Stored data
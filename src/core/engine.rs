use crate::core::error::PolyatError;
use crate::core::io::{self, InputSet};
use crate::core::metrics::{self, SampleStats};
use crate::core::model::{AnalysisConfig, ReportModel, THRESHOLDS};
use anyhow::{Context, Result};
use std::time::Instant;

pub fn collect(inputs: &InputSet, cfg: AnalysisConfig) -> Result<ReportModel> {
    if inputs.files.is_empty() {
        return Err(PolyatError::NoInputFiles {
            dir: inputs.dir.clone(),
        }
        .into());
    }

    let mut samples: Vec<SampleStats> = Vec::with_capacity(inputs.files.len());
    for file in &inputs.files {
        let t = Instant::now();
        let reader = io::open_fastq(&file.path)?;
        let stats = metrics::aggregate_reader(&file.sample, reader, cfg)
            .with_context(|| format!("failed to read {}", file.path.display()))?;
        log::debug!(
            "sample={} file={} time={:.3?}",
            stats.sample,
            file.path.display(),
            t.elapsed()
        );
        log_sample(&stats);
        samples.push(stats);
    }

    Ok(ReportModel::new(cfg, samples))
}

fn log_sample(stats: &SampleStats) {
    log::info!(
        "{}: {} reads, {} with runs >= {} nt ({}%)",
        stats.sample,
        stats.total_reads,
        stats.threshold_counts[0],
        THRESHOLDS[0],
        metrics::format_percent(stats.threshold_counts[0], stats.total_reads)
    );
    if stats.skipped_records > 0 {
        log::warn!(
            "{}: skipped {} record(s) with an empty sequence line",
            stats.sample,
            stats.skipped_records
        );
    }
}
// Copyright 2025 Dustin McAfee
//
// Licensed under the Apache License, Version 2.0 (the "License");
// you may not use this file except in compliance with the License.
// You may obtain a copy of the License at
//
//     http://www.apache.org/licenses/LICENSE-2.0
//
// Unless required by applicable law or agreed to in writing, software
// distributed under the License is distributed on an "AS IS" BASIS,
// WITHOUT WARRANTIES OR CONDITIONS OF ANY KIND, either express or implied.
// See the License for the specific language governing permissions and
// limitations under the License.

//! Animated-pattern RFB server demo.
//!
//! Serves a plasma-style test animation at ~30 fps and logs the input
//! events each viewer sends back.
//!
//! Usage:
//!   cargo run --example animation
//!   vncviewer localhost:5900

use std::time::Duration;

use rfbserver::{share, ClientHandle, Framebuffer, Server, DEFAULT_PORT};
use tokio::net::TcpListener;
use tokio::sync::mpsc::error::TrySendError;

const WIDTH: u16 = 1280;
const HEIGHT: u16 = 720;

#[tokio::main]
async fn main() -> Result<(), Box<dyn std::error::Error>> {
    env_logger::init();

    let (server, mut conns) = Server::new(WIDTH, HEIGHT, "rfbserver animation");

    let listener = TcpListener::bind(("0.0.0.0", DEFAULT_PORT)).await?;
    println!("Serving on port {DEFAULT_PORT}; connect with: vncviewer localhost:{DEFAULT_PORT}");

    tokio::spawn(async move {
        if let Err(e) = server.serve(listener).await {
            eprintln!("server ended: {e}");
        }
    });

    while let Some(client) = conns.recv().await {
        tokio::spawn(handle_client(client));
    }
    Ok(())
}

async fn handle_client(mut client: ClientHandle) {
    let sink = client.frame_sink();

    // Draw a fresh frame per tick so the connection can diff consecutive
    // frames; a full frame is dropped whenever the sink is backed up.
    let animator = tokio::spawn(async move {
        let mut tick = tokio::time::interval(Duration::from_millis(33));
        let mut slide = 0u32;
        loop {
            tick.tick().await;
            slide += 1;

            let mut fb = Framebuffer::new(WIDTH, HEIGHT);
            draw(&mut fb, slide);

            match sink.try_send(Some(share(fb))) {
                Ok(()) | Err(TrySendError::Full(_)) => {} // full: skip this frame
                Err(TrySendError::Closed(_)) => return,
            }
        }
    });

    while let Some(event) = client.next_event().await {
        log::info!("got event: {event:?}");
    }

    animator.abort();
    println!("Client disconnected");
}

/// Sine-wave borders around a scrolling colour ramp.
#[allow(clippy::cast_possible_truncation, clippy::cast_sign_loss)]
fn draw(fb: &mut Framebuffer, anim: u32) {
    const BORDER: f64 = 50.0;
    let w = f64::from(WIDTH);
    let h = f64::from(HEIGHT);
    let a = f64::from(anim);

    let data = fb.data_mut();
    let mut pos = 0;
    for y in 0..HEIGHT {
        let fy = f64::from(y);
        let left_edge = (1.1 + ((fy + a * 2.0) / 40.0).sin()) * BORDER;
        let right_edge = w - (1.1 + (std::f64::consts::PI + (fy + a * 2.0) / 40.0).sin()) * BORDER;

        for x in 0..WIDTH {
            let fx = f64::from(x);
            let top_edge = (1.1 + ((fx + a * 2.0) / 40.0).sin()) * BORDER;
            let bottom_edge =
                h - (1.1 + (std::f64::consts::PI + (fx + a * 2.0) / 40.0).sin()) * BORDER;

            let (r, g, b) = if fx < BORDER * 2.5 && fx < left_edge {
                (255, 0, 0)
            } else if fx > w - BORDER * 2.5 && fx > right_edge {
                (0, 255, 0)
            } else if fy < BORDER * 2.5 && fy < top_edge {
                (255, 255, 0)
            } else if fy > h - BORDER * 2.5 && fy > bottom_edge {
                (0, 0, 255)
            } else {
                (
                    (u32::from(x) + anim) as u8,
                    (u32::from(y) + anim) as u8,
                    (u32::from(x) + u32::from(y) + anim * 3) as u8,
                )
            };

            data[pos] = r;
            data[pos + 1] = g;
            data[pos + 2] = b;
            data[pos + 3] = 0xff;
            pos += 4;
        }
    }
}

TASK DIRECTIONS
Please go over the data above and tally every line holding "move"; reply only with the count.

SOLUTION TO THIS TASK
2